Life is rarely smooth sailing, and we all find ourselves in rough seas from time to time; times when we are feeling down and are in need of someone to comfort us. When one train passenger started behaving erratically in the subway car one day, this woman knew he just needed a shoulder to lean on, and what she did next brought him to tears.
A few months back, Ehab Taha was traveling on a subway in Vancouver, B.C. when a man got on the subway train and started cursing and shouting. While his hostile behavior caused some passengers considerable discomfort, others moved to another part of the train.
As the man shifted about, he came close to a 70-year-old woman. While everyone else on the train was repelled by this aggressive-seeming fellow, much to Taha’s amazement, the woman responded in just the opposite way.
Speaking to CTVNews, Taha said, “She didn’t try to grab him or anything like that, she just reached out her hand and waited until he reached back. They just held hands for 15 or 20 minutes until he got to his stop.”
Taha caught a photo of the amazing interaction that transpired and then posted it on his Facebook page.
“He sat down next to her, he calmed down and he stayed there silently, sitting on the floor. Every time he started to get riled up again, she would look at him and calm him down again,” Taha said, adding that he saw tears welling up in the man’s eyes.
Before getting off the train, the man said, “Thanks, grandma.”
After the incident, Taha said to the woman, “God bless you, the world needs more people like you.” After the man left, she started to cry.

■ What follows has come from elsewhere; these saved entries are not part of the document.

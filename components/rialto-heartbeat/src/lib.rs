//! Fan-out ping → aggregated ack.
//!
//! A `HeartbeatProcedure` hands out one [`HeartbeatHandler`] per subsystem
//! for a given ping. Each handler is an RAII sentinel: the subsystem that
//! receives it (by way of `ping(handler)`) takes ownership and drops it
//! once its own MainThread task has run. When the last handler for a ping
//! is dropped, the completion callback fires with `success = !any error()`.
//! A handler that is never dropped is the deadlock signal a host's
//! healthcheck window detects.

#![warn(missing_docs)]
#![deny(unsafe_code)]

use parking_lot::Mutex;
use rialto_shared_types::PingId;
use std::sync::atomic::{AtomicBool, AtomicUsize, Ordering};
use std::sync::Arc;

struct Aggregate {
    ping_id: PingId,
    tainted: AtomicBool,
    remaining: AtomicUsize,
    on_complete: Mutex<Option<Box<dyn FnOnce(PingId, bool) + Send>>>,
}

/// Fans a single `Ping{id}` out into one handler per registered subsystem.
pub struct HeartbeatProcedure {
    subsystem_count: usize,
}

impl HeartbeatProcedure {
    /// Creates a procedure that fans every ping out to `subsystem_count`
    /// handlers (one per `PlaybackService`/`CdmService`/`ControlService`-
    /// style subsystem registered with the host).
    pub fn new(subsystem_count: usize) -> Self {
        Self { subsystem_count }
    }

    /// Creates the handlers for one `Ping{ping_id}`. `on_complete` runs
    /// exactly once, when the last handler is dropped.
    ///
    /// # Examples
    ///
    /// ```
    /// use rialto_heartbeat::HeartbeatProcedure;
    /// use rialto_shared_types::PingId;
    /// use std::sync::atomic::{AtomicBool, Ordering};
    /// use std::sync::Arc;
    ///
    /// let procedure = HeartbeatProcedure::new(2);
    /// let acked = Arc::new(AtomicBool::new(false));
    /// let acked2 = acked.clone();
    /// let handlers = procedure.create_handlers(PingId::from_raw(1), move |_id, success| {
    ///     acked2.store(success, Ordering::SeqCst);
    /// });
    /// drop(handlers);
    /// assert!(acked.load(Ordering::SeqCst));
    /// ```
    pub fn create_handlers<F>(&self, ping_id: PingId, on_complete: F) -> Vec<HeartbeatHandler>
    where
        F: FnOnce(PingId, bool) + Send + 'static,
    {
        let aggregate = Arc::new(Aggregate {
            ping_id,
            tainted: AtomicBool::new(false),
            remaining: AtomicUsize::new(self.subsystem_count),
            on_complete: Mutex::new(Some(Box::new(on_complete))),
        });

        (0..self.subsystem_count)
            .map(|_| HeartbeatHandler {
                aggregate: aggregate.clone(),
            })
            .collect()
    }
}

/// An RAII handle to one subsystem's share of a ping.
///
/// Dropping it (typically on the owning entity's MainThread, after the
/// heartbeat task has run to completion) decrements the aggregate's
/// refcount; reaching zero emits the `AckEvent`.
pub struct HeartbeatHandler {
    aggregate: Arc<Aggregate>,
}

impl HeartbeatHandler {
    /// Marks this subsystem's share of the ping as failed. Taints the
    /// aggregated result even if every handler is eventually dropped.
    pub fn error(&self) {
        self.aggregate.tainted.store(true, Ordering::SeqCst);
    }
}

impl Drop for HeartbeatHandler {
    fn drop(&mut self) {
        if self.aggregate.remaining.fetch_sub(1, Ordering::AcqRel) == 1 {
            if let Some(on_complete) = self.aggregate.on_complete.lock().take() {
                let success = !self.aggregate.tainted.load(Ordering::SeqCst);
                on_complete(self.aggregate.ping_id, success);
            }
        }
    }
}

#[cfg(test)]
mod tests {
    use super::*;
    use std::sync::atomic::AtomicBool;

    #[test]
    fn ack_fires_once_all_handlers_are_dropped() {
        let procedure = HeartbeatProcedure::new(3);
        let fired = Arc::new(AtomicBool::new(false));
        let fired2 = fired.clone();
        let mut handlers =
            procedure.create_handlers(PingId::from_raw(7), move |id, success| {
                assert_eq!(id, PingId::from_raw(7));
                assert!(success);
                fired2.store(true, Ordering::SeqCst);
            });

        handlers.pop();
        assert!(!fired.load(Ordering::SeqCst));
        handlers.pop();
        assert!(!fired.load(Ordering::SeqCst));
        handlers.pop();
        assert!(fired.load(Ordering::SeqCst));
    }

    #[test]
    fn an_error_on_any_handler_taints_the_ack() {
        let procedure = HeartbeatProcedure::new(2);
        let success_seen = Arc::new(AtomicBool::new(true));
        let success_seen2 = success_seen.clone();
        let mut handlers =
            procedure.create_handlers(PingId::from_raw(1), move |_id, success| {
                success_seen2.store(success, Ordering::SeqCst);
            });

        handlers[0].error();
        drop(handlers);
        assert!(!success_seen.load(Ordering::SeqCst));
    }
}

“I didn’t want him to feel so alone. I’m a mother, I have two sons around his age and life puts you in hard circumstances sometimes,” the woman explained.
Taha had originally just shared the photo with his friends on Facebook, though later he made it public, and it went viral online.
“(The photo) resonated with people. It’s incredible to see that sometimes human touch can do so much more than anything else. Instead of fearing people, we should reach out and help people,” Taha said.